That’s the point. It’s meant to awaken someone from complacency in sin, rousing them to the reality that they are living apart from Christ. Back in 1 Corinthians 5, Paul shook the whole church into conscious awareness of sin festering right in their midst. One man had been living in sexual relationship with his father’s wife, something that did “not occur even among pagans” (1 Cor 5:1). Meanwhile, the rest of the church condoned his actions, actually taking pride in the apparent freedom of it all. “Wake up!”, Paul said on that occasion, wanting the church to see sin as sin, and then discipline the offender by putting him outside the fellowship of the church that he might experience the true reality of sin’s consequence. Discipline is indeed severe.

But even then, Paul made it clear that the goal of such strong action was so that the man’s “spirit (might be) saved on the day of the Lord” (1 Cor 5:5). Restoration was always the end-game.
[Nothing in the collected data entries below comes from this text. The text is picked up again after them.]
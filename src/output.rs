//! Output formatting and persistence for area statistics.
//!
//! Supports pretty-printing, JSON serialization, and CSV append.

use anyhow::Result;
use chrono::{DateTime, Utc};
use serde::Serialize;
use tracing::{debug, info};

use crate::spatial::{TownStat, TownStatsReport};
use csv::WriterBuilder;
use std::fs::OpenOptions;
use std::path::Path;

/// Logs a report using Rust's debug pretty-print format.
pub fn print_pretty(report: &TownStatsReport) {
    debug!("{:#?}", report);
}

/// Logs any serializable result as pretty-printed JSON.
pub fn print_json(value: &impl Serialize) -> Result<()> {
    info!("{}", serde_json::to_string_pretty(value)?);
    Ok(())
}

/// One CSV row per area per aggregation run.
#[derive(Debug, Serialize)]
struct TownStatRow<'a> {
    timestamp: DateTime<Utc>,
    attitude_threshold: f64,
    name: &'a str,
    user_count: usize,
    low_attitude_count: usize,
    commute_change_count: usize,
    low_attitude_pct: f64,
    commute_change_pct: f64,
}

impl<'a> TownStatRow<'a> {
    fn new(report: &TownStatsReport, stat: &'a TownStat) -> Self {
        TownStatRow {
            timestamp: report.generated_at,
            attitude_threshold: report.attitude_threshold,
            name: &stat.name,
            user_count: stat.user_count,
            low_attitude_count: stat.low_attitude_count,
            commute_change_count: stat.commute_change_count,
            low_attitude_pct: stat.low_attitude_pct(),
            commute_change_pct: stat.commute_change_pct(),
        }
    }
}

/// Appends every area of `report` as a row to a CSV file.
///
/// Creates the file with headers if it does not already exist.
pub fn append_town_stats(path: &str, report: &TownStatsReport) -> Result<()> {
    let file_exists = Path::new(path).exists();
    debug!(path, file_exists, rows = report.areas.len(), "Appending CSV records");

    let file = OpenOptions::new().append(true).create(true).open(path)?;

    let mut writer = WriterBuilder::new()
        .has_headers(!file_exists) // IMPORTANT when appending
        .from_writer(file);

    for stat in &report.areas {
        writer.serialize(TownStatRow::new(report, stat))?;
    }
    writer.flush()?;

    Ok(())
}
In this present chapter, it may be that Paul is reflecting on the same situation – or it may be another. We don’t know for sure. But in either case, we get a view of the intense compassion that is meant to be at work even in such severe circumstances. Discipline had previously been enacted – the offender in this case had been cut off from church fellowship, relationship, and support. But Paul now states that it has been “sufficient for him” – the time has come, instead, to “forgive and comfort him” (verses 6-7).

“Reaffirm your love for him,” Paul says (verse 8 ).

Which is to say that discipline, in its proper context, is never disconnected from love.

It’s not a matter of trying to make someone “pay” for their wrongdoing. If that were our motivation, our theology would have seriously gone wrong. “Paying” for sin can only be done by Christ himself – and that payment has been made once for all.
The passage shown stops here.